Proof Attempt. For the sake of contradiction, let $S$ be a free generating set of $G$, and denote the inclusion map by $i: S \hookrightarrow G$.
Suppose $\sum_i p_i \ne 0$ or $\sum_i q_i \ne 0$. Consider the map $\phi: S \to \Bbb Z \times \Bbb Z$ given by $\phi(a) = (1,0)$ and $\phi(b) = (0,1)$. By the universal property of free groups, there exists a unique group homomorphism $\widetilde \phi: G \to \Bbb Z \times \Bbb Z$ such that $\phi = \widetilde \phi \circ i$. Then, $$\widetilde \phi(a^{p_1} b^{q_1} a^{p_2} b^{q_2} \ldots a^{p_n} b^{q_n}) = \widetilde \phi(e) = (0,0)$$ gives $$p_1 \widetilde \phi(a) + q_1\widetilde \phi(b) + p_2\widetilde \phi(a) + q_2 \widetilde \phi(b) + \ldots + p_n \widetilde \phi(a) + q_n \widetilde \phi(b) = (0,0)$$ and $\widetilde \phi(a) = \phi(a), \widetilde \phi(b) = \phi(b)$ simplifies the above expression to $$\left(\sum_i p_i, \sum_i q_i \right) = (0,0)$$ This contradicts the hypothesis that $\sum_i p_i \ne 0$ or $\sum_i q_i \ne 0$. Thus, $S$ is not a free generating set of $G$.

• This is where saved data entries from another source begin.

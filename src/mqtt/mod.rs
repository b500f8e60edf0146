use crate::config::MqttConfig;
use log::{debug, error, info, warn};
use rumqttc::{AsyncClient, ConnectionError, Event, MqttOptions, Outgoing, Packet, QoS};
use std::sync::{Arc, Mutex};
use std::time::Duration;
use thiserror::Error;
use tokio::task::JoinHandle;

const RECONNECT_DELAY: Duration = Duration::from_secs(1);
const SHUTDOWN_TIMEOUT: Duration = Duration::from_secs(5);

#[derive(Error, Debug)]
pub enum MqttError {
    #[error("MQTT client error: {0}")]
    Client(#[from] rumqttc::ClientError),
    #[error("MQTT event loop is not running")]
    Disconnected,
    #[error("MQTT broker not connected: {0:?}")]
    NotConnected(MqttConnectionStatus),
    #[error("Publishing to {topic} failed after {attempts} attempts: {reason}")]
    RetriesExhausted { topic: String, attempts: u32, reason: String },
}

#[derive(Debug, Clone, PartialEq)]
pub enum MqttConnectionStatus {
    Connected,
    Disconnected,
    Reconnecting,
    Error(String),
}

/// One encoded message ready for the broker
#[derive(Debug, Clone, PartialEq)]
pub struct Publication {
    pub topic: String,
    pub payload: Vec<u8>,
    pub qos: QoS,
    pub retain: bool,
}

pub fn qos_from_u8(qos: u8) -> Option<QoS> {
    match qos {
        0 => Some(QoS::AtMostOnce),
        1 => Some(QoS::AtLeastOnce),
        2 => Some(QoS::ExactlyOnce),
        _ => None,
    }
}

/// Sink for encoded messages
#[allow(async_fn_in_trait)]
pub trait Publisher {
    async fn publish(&self, publication: &Publication) -> Result<(), MqttError>;
}

#[derive(Debug, Clone)]
pub struct RetryPolicy {
    pub retries: u32,
    pub backoff: Duration,
}

impl RetryPolicy {
    pub fn from_config(config: &MqttConfig) -> Self {
        RetryPolicy {
            retries: config.publish_retries,
            backoff: Duration::from_millis(config.retry_backoff_ms),
        }
    }
}

/// Publish, retrying with doubling backoff. Only the last failure is returned.
pub async fn publish_with_retry<P: Publisher>(publisher: &P, publication: &Publication, policy: &RetryPolicy) -> Result<(), MqttError> {
    let mut attempts: u32 = 0;
    let mut backoff = policy.backoff;

    loop {
        attempts += 1;
        match publisher.publish(publication).await {
            Ok(()) => {
                debug!("Published {} bytes to {}", publication.payload.len(), publication.topic);
                return Ok(());
            }
            Err(e) if attempts <= policy.retries => {
                warn!("Publishing to {} failed ({}), retrying in {:?}", publication.topic, e, backoff);
                tokio::time::sleep(backoff).await;
                backoff = backoff.saturating_mul(2);
            }
            Err(e) => {
                return Err(MqttError::RetriesExhausted {
                    topic: publication.topic.clone(),
                    attempts,
                    reason: e.to_string(),
                });
            }
        }
    }
}

pub struct MqttPublisher {
    client: AsyncClient,
    event_loop: JoinHandle<()>,
    status: Arc<Mutex<MqttConnectionStatus>>,
}

fn set_status(status: &Mutex<MqttConnectionStatus>, new: MqttConnectionStatus) {
    if let Ok(mut status) = status.lock() {
        *status = new;
    }
}

impl MqttPublisher {
    /// Must be called from within a tokio runtime
    pub fn connect(config: &MqttConfig) -> Self {
        info!("MQTT connection to {}:{} starting up", config.host, config.port);
        let mut mqttoptions = MqttOptions::new(config.client_id.clone(), config.host.clone(), config.port);
        mqttoptions.set_keep_alive(Duration::from_secs(config.keep_alive));
        if let Some(user) = &config.user {
            mqttoptions.set_credentials(user.clone(), config.pass.clone().unwrap_or_default());
        }

        let (client, mut eventloop) = AsyncClient::new(mqttoptions, 10);
        let status = Arc::new(Mutex::new(MqttConnectionStatus::Disconnected));

        let loop_status = status.clone();
        let event_loop = tokio::spawn(async move {
            info!("MQTT Eventloop started");
            loop {
                match eventloop.poll().await {
                    Ok(Event::Incoming(Packet::ConnAck(_))) => {
                        info!("Connected to MQTT broker");
                        set_status(&loop_status, MqttConnectionStatus::Connected);
                    }
                    Ok(Event::Outgoing(Outgoing::Disconnect)) => {
                        info!("Disconnected from MQTT broker");
                        set_status(&loop_status, MqttConnectionStatus::Disconnected);
                        break;
                    }
                    Ok(_) => {}
                    Err(ConnectionError::RequestsDone) => {
                        debug!("MQTT client dropped, event loop exits");
                        break;
                    }
                    Err(e) => {
                        error!("Error in MQTT {:?}, reconnecting", e);
                        set_status(&loop_status, MqttConnectionStatus::Error(e.to_string()));
                        tokio::time::sleep(RECONNECT_DELAY).await;
                        set_status(&loop_status, MqttConnectionStatus::Reconnecting);
                    }
                }
            }
        });

        MqttPublisher { client, event_loop, status }
    }

    pub fn status(&self) -> MqttConnectionStatus {
        self.status
            .lock()
            .map(|s| s.clone())
            .unwrap_or(MqttConnectionStatus::Disconnected)
    }

    /// Flush queued publications and close the connection
    pub async fn shutdown(self) {
        if self.status() != MqttConnectionStatus::Connected {
            debug!("MQTT broker not connected, stopping event loop");
            self.event_loop.abort();
            return;
        }
        if let Err(e) = self.client.disconnect().await {
            warn!("MQTT disconnect failed: {}", e);
            self.event_loop.abort();
            return;
        }
        if tokio::time::timeout(SHUTDOWN_TIMEOUT, self.event_loop).await.is_err() {
            warn!("MQTT event loop did not finish within {:?}", SHUTDOWN_TIMEOUT);
        }
    }
}

impl Publisher for MqttPublisher {
    /// Refuses while the broker is not connected. A full request queue is
    /// an error instead of a wait.
    async fn publish(&self, publication: &Publication) -> Result<(), MqttError> {
        if self.event_loop.is_finished() {
            return Err(MqttError::Disconnected);
        }

        let status = self.status();
        if status != MqttConnectionStatus::Connected {
            return Err(MqttError::NotConnected(status));
        }

        self.client.try_publish(publication.topic.clone(), publication.qos, publication.retain, publication.payload.clone())?;
        Ok(())
    }
}
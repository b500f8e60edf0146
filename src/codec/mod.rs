use crate::models::Message;
use serde::{Deserialize, Serialize};
use std::fmt;
use thiserror::Error;

/// Payload encodings selectable in the configuration
#[derive(Debug, Clone, Copy, PartialEq, Eq, Serialize, Deserialize)]
#[serde(rename_all = "lowercase")]
pub enum Encoding {
    Json,
    Msgpack,
    /// bincode. Not self describing: field names, order and value types
    /// must be known to decode a payload.
    Binc,
    Cbor,
}

#[derive(Error, Debug)]
pub enum EncodeError {
    #[error("JSON encoding failed: {0}")]
    Json(#[from] serde_json::Error),
    #[cfg(feature = "msgpack")]
    #[error("MessagePack encoding failed: {0}")]
    Msgpack(#[from] rmp_serde::encode::Error),
    #[cfg(feature = "binc")]
    #[error("Binary encoding failed: {0}")]
    Binc(#[from] bincode::Error),
    #[error("CBOR encoding failed: {0}")]
    Cbor(String),
    #[error("Encoding {0} is not compiled into this binary")]
    NotAvailable(Encoding),
}

impl Encoding {
    pub fn is_available(&self) -> bool {
        match self {
            Encoding::Json => true,
            Encoding::Msgpack => cfg!(feature = "msgpack"),
            Encoding::Binc => cfg!(feature = "binc"),
            Encoding::Cbor => cfg!(feature = "cbor"),
        }
    }

    pub fn encode(&self, message: &Message) -> Result<Vec<u8>, EncodeError> {
        match self {
            Encoding::Json => Ok(serde_json::to_vec(message)?),
            #[cfg(feature = "msgpack")]
            Encoding::Msgpack => Ok(rmp_serde::to_vec(message)?),
            #[cfg(feature = "binc")]
            Encoding::Binc => Ok(bincode::serialize(message)?),
            #[cfg(feature = "cbor")]
            Encoding::Cbor => {
                let mut buf = Vec::with_capacity(256);
                ciborium::into_writer(message, &mut buf)
                    .map_err(|e| EncodeError::Cbor(format!("{e:?}")))?;
                Ok(buf)
            }
            #[allow(unreachable_patterns)]
            other => Err(EncodeError::NotAvailable(*other)),
        }
    }
}

impl fmt::Display for Encoding {
    fn fmt(&self, f: &mut fmt::Formatter<'_>) -> fmt::Result {
        let name = match self {
            Encoding::Json => "json",
            Encoding::Msgpack => "msgpack",
            Encoding::Binc => "binc",
            Encoding::Cbor => "cbor",
        };
        write!(f, "{name}")
    }
}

Question: How should I proceed when $\sum_i p_i = 0$ and $\sum_i q_i = 0$?
Remark: The argument above for the case when $\sum_i p_i \ne 0$ or $\sum_i q_i \ne 0$ can be easily extended to work for larger generating sets, i.e., any set $S$ containing $\{a,b\}$. Define the map $\phi: S \to \Bbb Z^3$ by $\phi(a) = (1,0,0)$, $\phi(b) = \phi(0,1,0)$, and $\phi(s) = (0,0,1)$ for any $s \in S \setminus\{a,b\}$. This extends to a unique group homomorphism $\widetilde \phi: G \to \Bbb Z^3$ such that $\phi = \widetilde \phi \circ i$ and a similar argument as above suffices. I'd like the argument for the second case ($\sum_i p_i = 0$ and $\sum_i q_i = 0$) to easily extend to larger generating sets $S$ also.
Thanks!